Un minuscule soupir traversa ses lèvres. L'hiver s'était installé depuis un moment déjà, mais cette soirée était particulièrement douce. Il choisit alors de s'éclipser sur l'immense balcon qu'offrait la salle de réception. Appuyé contre la rambarde, Arthur se laissait aller à ses pensées maussades, lorsqu'une soudaine présence auprès de lui le ramena ici-bas.
— Souhaiteriez-vous entendre la dernière mode qui affole la cour ? demanda un jeune homme de l'âge du blond, aux longs cheveux de feu attachés en tresse.
Herman de Belleguise était l'un des plus proches amis du noble mais il était également l'homme le plus informé des faits de la cour. Arthur ne put que sourire à son intervention.
— Je n'y suis pas retourné depuis mon arrivée à Paris, lui avoua-t-il. De quoi s'agit-il cette fois ? Des combats de dindes ?
— Oh non, pas d'animaux. Non, cette mode concerne la guerre. Les prisons débordent de prisonniers, voyez-vous, alors certains nobles s'amusent à en recevoir chez eux, pour en faire des serviteurs.
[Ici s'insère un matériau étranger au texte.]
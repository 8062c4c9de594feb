//! Size negotiation and floating geometry for Frame.

use dockyard_common::{Edge, Rect, Vec2};

use crate::layout::{floating_rect, fractional_center};
use crate::panel::PanelMap;

use super::Frame;

impl Frame {
    /// Componentwise max of the panels' minimum sizes.
    pub fn min_size(&self, panels: &PanelMap) -> Vec2 {
        self.panels
            .iter()
            .filter_map(|id| panels.get(id))
            .fold(Vec2::ZERO, |acc, p| acc.max(p.min_size))
    }

    /// Componentwise min of the panels' maximum sizes, never below the minimum.
    pub fn max_size(&self, panels: &PanelMap) -> Vec2 {
        self.panels
            .iter()
            .filter_map(|id| panels.get(id))
            .fold(Vec2::UNBOUNDED, |acc, p| acc.min(p.max_size))
            .max(self.min_size(panels))
    }

    /// Componentwise max of the panels' desired sizes; -1 on an axis no
    /// panel specifies.
    pub fn desired_size(&self, panels: &PanelMap) -> Vec2 {
        self.panels
            .iter()
            .filter_map(|id| panels.get(id))
            .fold(Vec2::UNSPECIFIED, |acc, p| acc.max(p.size))
    }

    /// Drag one or two edges of a floating frame to `pointer`.
    ///
    /// The opposite edge stays put and the size is clamped to
    /// `[min, max]`. Docked frames are left alone.
    pub(crate) fn resize(
        &mut self,
        edges: &[Edge],
        pointer: Vec2,
        container: Rect,
        min: Vec2,
        max: Vec2,
    ) -> bool {
        if !self.is_floating() || edges.is_empty() {
            return false;
        }

        let rect = floating_rect(self.pos, self.size, container);
        let (mut left, mut top) = (rect.x, rect.y);
        let (mut right, mut bottom) = (rect.right(), rect.bottom());

        for edge in edges {
            match edge {
                Edge::Left => left = right - clamp_len(right - pointer.x, min.x, max.x),
                Edge::Right => right = left + clamp_len(pointer.x - left, min.x, max.x),
                Edge::Top => top = bottom - clamp_len(bottom - pointer.y, min.y, max.y),
                Edge::Bottom => bottom = top + clamp_len(pointer.y - top, min.y, max.y),
            }
        }

        let resized = Rect::new(left, top, right - left, bottom - top);
        self.place(resized, container);
        true
    }

    /// Put a floating frame at `rect` (pixels) within `container`.
    pub(crate) fn place(&mut self, rect: Rect, container: Rect) {
        self.size = rect.size();
        if let Some(pos) = fractional_center(rect, container) {
            self.pos = pos;
        }
        self.rect = floating_rect(self.pos, self.size, container);
    }
}

fn clamp_len(len: f64, min: f64, max: f64) -> f64 {
    len.min(max).max(min)
}
//! Core types for the split tree: Orientation and NodeId.

use dockyard_common::{DockLocation, FrameId, SplitterId, Vec2};
use serde::{Deserialize, Serialize};

/// Split direction of a Splitter.
///
/// `Horizontal` places the panes side by side and divides width;
/// `Vertical` stacks them and divides height.
#[derive(Debug, Clone, Copy, PartialEq, Eq, Hash, Serialize, Deserialize)]
pub enum Orientation {
    Horizontal,
    Vertical,
}

/// A slot in the split tree: either a leaf Frame or an inner Splitter.
#[derive(Debug, Clone, Copy, PartialEq, Eq, Hash)]
pub enum NodeId {
    Frame(FrameId),
    Splitter(SplitterId),
}

impl Orientation {
    pub fn from_horizontal(horizontal: bool) -> Self {
        if horizontal {
            Orientation::Horizontal
        } else {
            Orientation::Vertical
        }
    }

    /// The orientation a split at `location` creates, if it splits at all.
    pub fn for_location(location: DockLocation) -> Option<Self> {
        location.splits_horizontally().map(Self::from_horizontal)
    }

    pub fn is_horizontal(self) -> bool {
        self == Orientation::Horizontal
    }

    /// Component of `v` along the split axis.
    pub fn main(self, v: Vec2) -> f64 {
        match self {
            Orientation::Horizontal => v.x,
            Orientation::Vertical => v.y,
        }
    }

    /// Component of `v` across the split axis.
    pub fn cross(self, v: Vec2) -> f64 {
        match self {
            Orientation::Horizontal => v.y,
            Orientation::Vertical => v.x,
        }
    }

    /// Build a Vec2 from split-axis and cross-axis components.
    pub fn compose(self, main: f64, cross: f64) -> Vec2 {
        match self {
            Orientation::Horizontal => Vec2::new(main, cross),
            Orientation::Vertical => Vec2::new(cross, main),
        }
    }
}

impl NodeId {
    pub fn as_frame(self) -> Option<FrameId> {
        match self {
            NodeId::Frame(id) => Some(id),
            NodeId::Splitter(_) => None,
        }
    }

    pub fn as_splitter(self) -> Option<SplitterId> {
        match self {
            NodeId::Splitter(id) => Some(id),
            NodeId::Frame(_) => None,
        }
    }
}

impl From<FrameId> for NodeId {
    fn from(id: FrameId) -> Self {
        NodeId::Frame(id)
    }
}

impl From<SplitterId> for NodeId {
    fn from(id: SplitterId) -> Self {
        NodeId::Splitter(id)
    }
}
use std::path::PathBuf;

#[derive(Debug, thiserror::Error)]
pub enum ConfigError {
    #[error("config file not found: {0}")]
    FileNotFound(PathBuf),

    #[error("config parse error: {0}")]
    ParseError(String),

    #[error("config validation error: {0}")]
    ValidationError(String),
}

/// Failures reading, writing, or restoring a saved layout.
#[derive(Debug, thiserror::Error)]
pub enum LayoutError {
    #[error("layout parse error: {0}")]
    Parse(String),

    #[error("layout serialize error: {0}")]
    Serialize(String),

    #[error("layout io error at {path}: {message}")]
    Io { path: PathBuf, message: String },

    #[error("layout has no center frame")]
    MissingCenter,

    #[error("layout has more than one center frame")]
    DuplicateCenter,

    #[error("unsupported layout version {0}")]
    UnsupportedVersion(u32),
}

#[derive(Debug, thiserror::Error)]
pub enum DockError {
    #[error(transparent)]
    Config(#[from] ConfigError),

    #[error(transparent)]
    Layout(#[from] LayoutError),

    #[error(transparent)]
    Io(#[from] std::io::Error),

    #[error("{0}")]
    Other(String),
}
//! Splitter bar geometry for drag-resize hit testing.
//!
//! The layout pass records one `SplitterBar` per splitter, sitting in the
//! gap between its two panes. Pointer handlers use these to find the bar
//! under the cursor and to turn a drag into a new ratio.

use dockyard_common::{Rect, SplitterId, Vec2};

use crate::tree::Orientation;

use super::SplitterBar;

impl SplitterBar {
    /// Build the bar lying between `first` and `second`.
    pub fn between(
        splitter: SplitterId,
        orientation: Orientation,
        bounds: Rect,
        first: Rect,
        second: Rect,
    ) -> Self {
        let rect = match orientation {
            Orientation::Horizontal => Rect::new(
                first.right(),
                bounds.y,
                (second.x - first.right()).max(0.0),
                bounds.height,
            ),
            Orientation::Vertical => Rect::new(
                bounds.x,
                first.bottom(),
                bounds.width,
                (second.y - first.bottom()).max(0.0),
            ),
        };
        Self {
            splitter,
            orientation,
            rect,
            bounds,
        }
    }

    /// Whether `pointer` grabs this bar, allowing `slop` pixels either
    /// side along the split axis.
    pub fn hit_test(&self, pointer: Vec2, slop: f64) -> bool {
        let r = self.rect;
        match self.orientation {
            Orientation::Horizontal => {
                pointer.x >= r.x - slop
                    && pointer.x <= r.right() + slop
                    && pointer.y >= r.y
                    && pointer.y <= r.bottom()
            }
            Orientation::Vertical => {
                pointer.y >= r.y - slop
                    && pointer.y <= r.bottom() + slop
                    && pointer.x >= r.x
                    && pointer.x <= r.right()
            }
        }
    }
}

// =============================================================================
// TESTS
// =============================================================================
//! Subcommand implementations.

use std::collections::BTreeSet;
use std::path::{Path, PathBuf};

use dockyard_common::{DockError, DockLocation, FrameId, LayoutError, Rect, Vec2};
use dockyard_config::DockConfig;
use dockyard_layout::snapshot::NodeSnapshot;
use dockyard_layout::{Docker, LayoutSnapshot, Panel};

/// The explicit path, or the configured layout file.
pub fn resolve_layout(path: Option<PathBuf>, config: &DockConfig) -> Result<PathBuf, DockError> {
    match path {
        Some(path) => Ok(path),
        None => Ok(dockyard_config::layout_path(config)?),
    }
}

/// Every panel type named in `snapshot`, docked or floating.
pub fn snapshot_panel_types(snapshot: &LayoutSnapshot) -> BTreeSet<String> {
    let mut types = BTreeSet::new();
    collect_types(&snapshot.root, &mut types);
    for frame in &snapshot.floating {
        types.extend(frame.panels.iter().map(|p| p.panel_type.clone()));
    }
    types
}

fn collect_types(node: &NodeSnapshot, out: &mut BTreeSet<String>) {
    match node {
        NodeSnapshot::Center => {}
        NodeSnapshot::Frame(frame) => out.extend(frame.panels.iter().map(|p| p.panel_type.clone())),
        NodeSnapshot::Splitter(s) => {
            collect_types(&s.pane0, out);
            collect_types(&s.pane1, out);
        }
    }
}

/// Restore the layout at `path` into a Docker that knows every type it
/// names. The CLI has no real panels, so each type gets a bare factory.
pub fn read_layout(path: &Path, config: &DockConfig) -> Result<Docker, DockError> {
    let json = std::fs::read_to_string(path).map_err(|e| LayoutError::Io {
        path: path.to_path_buf(),
        message: e.to_string(),
    })?;
    let snapshot = LayoutSnapshot::from_json(&json)?;

    let mut docker = Docker::with_config(config.clone());
    for name in snapshot_panel_types(&snapshot) {
        docker.register_panel_type(name, |_: &mut Panel| {}, true);
    }
    docker.restore(&snapshot)?;
    Ok(docker)
}

/// One laid-out frame, as printed by `inspect`.
#[derive(Debug, Clone, PartialEq)]
pub struct Placement {
    pub frame: FrameId,
    pub kind: &'static str,
    pub rect: Rect,
    /// Panel types in tab order; the active one is marked with `*`.
    pub tabs: Vec<String>,
}

/// Run a layout pass at `width` x `height` and describe every frame.
pub fn inspect(docker: &mut Docker, width: f64, height: f64) -> Vec<Placement> {
    let placed = docker.update_layout(Rect::new(0.0, 0.0, width, height));
    placed
        .into_iter()
        .filter_map(|(id, rect)| {
            let frame = docker.frame(id)?;
            let kind = if frame.is_center() {
                "center"
            } else if frame.is_floating() {
                "floating"
            } else {
                "docked"
            };
            let active = frame.active_panel();
            let tabs = frame
                .panels()
                .iter()
                .filter_map(|p| docker.panel(*p))
                .map(|p| {
                    let marker = if Some(p.id()) == active { "*" } else { "" };
                    format!("{}{marker}", p.panel_type())
                })
                .collect();
            Some(Placement {
                frame: id,
                kind,
                rect,
                tabs,
            })
        })
        .collect()
}

pub fn format_table(placements: &[Placement]) -> String {
    let mut out = format!(
        "{:<10} {:<9} {:>8} {:>8} {:>8} {:>8}  tabs\n",
        "frame", "kind", "x", "y", "width", "height"
    );
    for p in placements {
        out.push_str(&format!(
            "{:<10} {:<9} {:>8.1} {:>8.1} {:>8.1} {:>8.1}  {}\n",
            p.frame.to_string(),
            p.kind,
            p.rect.x,
            p.rect.y,
            p.rect.width,
            p.rect.height,
            p.tabs.join(", ")
        ));
    }
    out
}

pub fn format_json(placements: &[Placement]) -> String {
    let frames: Vec<_> = placements
        .iter()
        .map(|p| {
            serde_json::json!({
                "frame": p.frame.0,
                "kind": p.kind,
                "rect": p.rect,
                "tabs": p.tabs,
            })
        })
        .collect();
    serde_json::to_string_pretty(&frames).unwrap_or_else(|e| format!("{{\"error\": \"{e}\"}}"))
}

/// Restore `path` and check the rebuilt tree; returns a one-line summary.
pub fn validate(path: &Path, config: &DockConfig) -> Result<String, DockError> {
    let docker = read_layout(path, config)?;
    docker.check_invariants().map_err(DockError::Other)?;
    Ok(format!(
        "{}: {} panels in {} frames ({} floating)",
        path.display(),
        docker.panel_count(),
        docker.frame_ids().len(),
        docker.floating_frames().len()
    ))
}

/// A small IDE-like arrangement: a tabbed sidebar, a bottom terminal, an
/// inspector on the right and one floating preview.
pub fn demo(config: &DockConfig) -> Docker {
    let mut docker = Docker::with_config(config.clone());
    let types: [(&str, &str, Vec2); 5] = [
        ("outline", "Outline", Vec2::new(260.0, -1.0)),
        ("search", "Search", Vec2::new(260.0, -1.0)),
        ("terminal", "Terminal", Vec2::new(-1.0, 220.0)),
        ("inspector", "Inspector", Vec2::new(300.0, -1.0)),
        ("preview", "Preview", Vec2::new(480.0, 320.0)),
    ];
    for (name, title, size) in types {
        docker.register_panel_type(
            name,
            move |p: &mut Panel| {
                p.title = title.to_string();
                p.size = size;
                p.min_size = Vec2::new(80.0, 60.0);
            },
            true,
        );
    }

    let outline = docker.add_panel("outline", DockLocation::Left, None);
    docker.add_panel("search", DockLocation::Stacked, outline);
    if let Some(frame) = outline.and_then(|p| docker.frame_of(p)) {
        docker.activate_tab(frame, 0);
    }
    docker.add_panel("terminal", DockLocation::Bottom, None);
    docker.add_panel("inspector", DockLocation::Right, None);
    docker.add_panel("preview", DockLocation::Float, None);
    docker
}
Une main d'œuvre gratuite, pour laquelle on n'a pas besoin de s'inquiéter de ses droits, puisqu'elle n'en a pas. L'idée a séduit de nombreuses personnalités, en particulier les femmes. Ces pauvres créatures sont si désœuvrées qu'elles ne savent plus quoi faire pour se distraire...
— Je dois bien avouer que ce que vous m'annoncez m'étonne. Cette nouvelle lubie est étrange.
— Sa majesté souhaite que les prisonniers de guerre servent le bien du royaume. Nous sommes en guerre, Arthur. En asservissant l'ennemi, le royaume de France assoit sa domination. Ces chiens doivent apprendre où se trouve leur place.
Arthur n'était pas surpris outre mesure de cet emportement. Peu de Français portaient les Anglais dans leur cœur, lui-même ne les appréciait pas particulièrement, pour des raisons évidentes. Toutefois, il ne les haïssait pas. Il n'avait de l'inimitié pour eux que dans le cadre de la guerre et les connaissait mieux que quiconque ici, pour les avoir combattus. Seulement, il était fatigué et retourner à la monotonie d'une vie opulente ne ferait qu'accentuer son abattement. Participer à cette pratique, aussi douteuse qu'elle put être, parviendrait peut-être à le distraire un tant soit peu.
Arthur remercia chaleureusement son ami, lui demanda de ses nouvelles, puis il le quitta, retournant à l'intérieur. Les convives dansaient toujours la même valse, sans jamais se fatiguer n'y s'en lasser.